Just as I was about to hit the hay late in the night, I started smelling some burning paper through my window. I ignored it at first but it began to intensify, so I went out onto my balcony and saw the street was filled with smoke.

I went outside to check out what was going on and I found this:

Fire at 370 Crémazie Blvd. W.

A fire broke out just past 3am at 370 Crémazie Blvd. E., near St. Denis St., in a space shared by Club Magnum downstairs and Studio 88 Swing upstairs.

Fortunately, because of the late hour, the bar was already closed and there was no one inside the building. There’s no word on what started the fire, but firefighters took a good look at the air conditioning system at the back of the building where the fire broke out.

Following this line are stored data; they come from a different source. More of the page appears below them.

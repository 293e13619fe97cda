//! NodeField: per-node field data over a partition's owned and ghost nodes.
//!
//! A `NodeField<T>` stores one value per owned node followed by one value per ghost
//! slot, and is addressed through [`NodeRef`]. Values travel through ghost exchange as
//! flat `f64` components via the [`FieldValue`] trait.

use nalgebra::SMatrix;

use crate::pd_error::PdError;
use crate::topology::node::{LocalIndex, NodeRef};

/// A value that can be stored in a [`NodeField`] and replicated to ghosts.
pub trait FieldValue: Copy + PartialEq + std::fmt::Debug + Send + Sync {
    /// Number of `f64` components on the wire.
    const WIDTH: usize;

    fn zero() -> Self;
    /// Append this value's components to `out`.
    fn write_components(&self, out: &mut Vec<f64>);
    /// Rebuild a value from exactly `WIDTH` components.
    fn from_components(components: &[f64]) -> Self;
}

impl FieldValue for f64 {
    const WIDTH: usize = 1;

    fn zero() -> Self {
        0.0
    }
    fn write_components(&self, out: &mut Vec<f64>) {
        out.push(*self);
    }
    fn from_components(components: &[f64]) -> Self {
        components[0]
    }
}

impl<const R: usize, const C: usize> FieldValue for SMatrix<f64, R, C> {
    const WIDTH: usize = R * C;

    fn zero() -> Self {
        SMatrix::zeros()
    }
    fn write_components(&self, out: &mut Vec<f64>) {
        out.extend_from_slice(self.as_slice());
    }
    fn from_components(components: &[f64]) -> Self {
        SMatrix::from_column_slice(components)
    }
}

/// Field storage for one level on one partition.
#[derive(Clone, Debug, PartialEq)]
pub struct NodeField<T> {
    owned: usize,
    values: Vec<T>,
}

impl<T: FieldValue> NodeField<T> {
    /// Zero-filled field for `owned` owned nodes and `ghosts` ghost slots.
    pub fn zeros(owned: usize, ghosts: usize) -> Self {
        Self {
            owned,
            values: vec![T::zero(); owned + ghosts],
        }
    }

    /// Field whose owned part is copied from `owned_values`; ghosts are zeroed.
    pub fn from_owned(name: &'static str, owned_values: &[T], owned: usize, ghosts: usize) -> Result<Self, PdError> {
        if owned_values.len() != owned {
            return Err(PdError::FieldSizeMismatch {
                field: name,
                expected: owned,
                found: owned_values.len(),
            });
        }
        let mut field = Self::zeros(owned, ghosts);
        field.values[..owned].copy_from_slice(owned_values);
        Ok(field)
    }

    /// Overwrite the owned part from a caller buffer of exactly `owned_len()` values.
    pub fn copy_owned_from(&mut self, name: &'static str, src: &[T]) -> Result<(), PdError> {
        if src.len() != self.owned {
            return Err(PdError::FieldSizeMismatch {
                field: name,
                expected: self.owned,
                found: src.len(),
            });
        }
        self.values[..self.owned].copy_from_slice(src);
        Ok(())
    }

    #[inline]
    pub fn get(&self, node: NodeRef) -> &T {
        &self.values[self.offset(node)]
    }

    #[inline]
    pub fn get_mut(&mut self, node: NodeRef) -> &mut T {
        let offset = self.offset(node);
        &mut self.values[offset]
    }

    #[inline]
    pub fn owned(&self, local: LocalIndex) -> &T {
        &self.values[local.get()]
    }

    #[inline]
    pub fn owned_mut(&mut self, local: LocalIndex) -> &mut T {
        &mut self.values[local.get()]
    }

    #[inline]
    pub fn ghost(&self, slot: usize) -> &T {
        &self.values[self.owned + slot]
    }

    #[inline]
    pub fn ghost_mut(&mut self, slot: usize) -> &mut T {
        &mut self.values[self.owned + slot]
    }

    /// Owned values in local order.
    pub fn owned_values(&self) -> &[T] {
        &self.values[..self.owned]
    }

    pub fn owned_len(&self) -> usize {
        self.owned
    }

    pub fn ghost_len(&self) -> usize {
        self.values.len() - self.owned
    }

    /// Owned + ghost.
    pub fn len(&self) -> usize {
        self.values.len()
    }

    pub fn is_empty(&self) -> bool {
        self.values.is_empty()
    }

    /// Reset every entry to zero.
    pub fn fill_zero(&mut self) {
        self.values.fill(T::zero());
    }

    #[inline]
    fn offset(&self, node: NodeRef) -> usize {
        match node {
            NodeRef::Owned(local) => local.get(),
            NodeRef::Ghost(slot) => self.owned + slot,
        }
    }
}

One thing I always find interesting when I stumble upon stuff late at night is the eventual arrival of the newspaper photographer or TV cameraman. In this case we had both:

Some of the larger media outlets still keep people on standby at all hours of the night to take pictures of fires, car crashes and other routine-but-visually-appealing events that happen.

Balcony BBQ taboo

Did you know it’s illegal to barbecue on a balcony in Côte-Saint-Luc?

Apparently the law isn’t really enforced, and politicians are looking at ways to change it, according to The Chronicle’s Martin Barry (who uses three different spellings for “barbecue”).

What’s interesting about the law is its motivation. It’s not the act of barbecuing on balconies that’s dangerous, it’s taking propane tanks up elevators. So now they’re considering allowing people to take propane tanks up elevators if they’re alone.

If propane tanks on elevators are the problem, why not just restrict propane tanks on elevators?

(There’s also the point that fire truck ladders only go so high — which worries me because even propane-less apartments may need them someday — and that tanks are necessarily stored too close to the building’s doors and windows.)

Even if the laws are meant to stop real dangers, can’t we make them a bit more common-sense?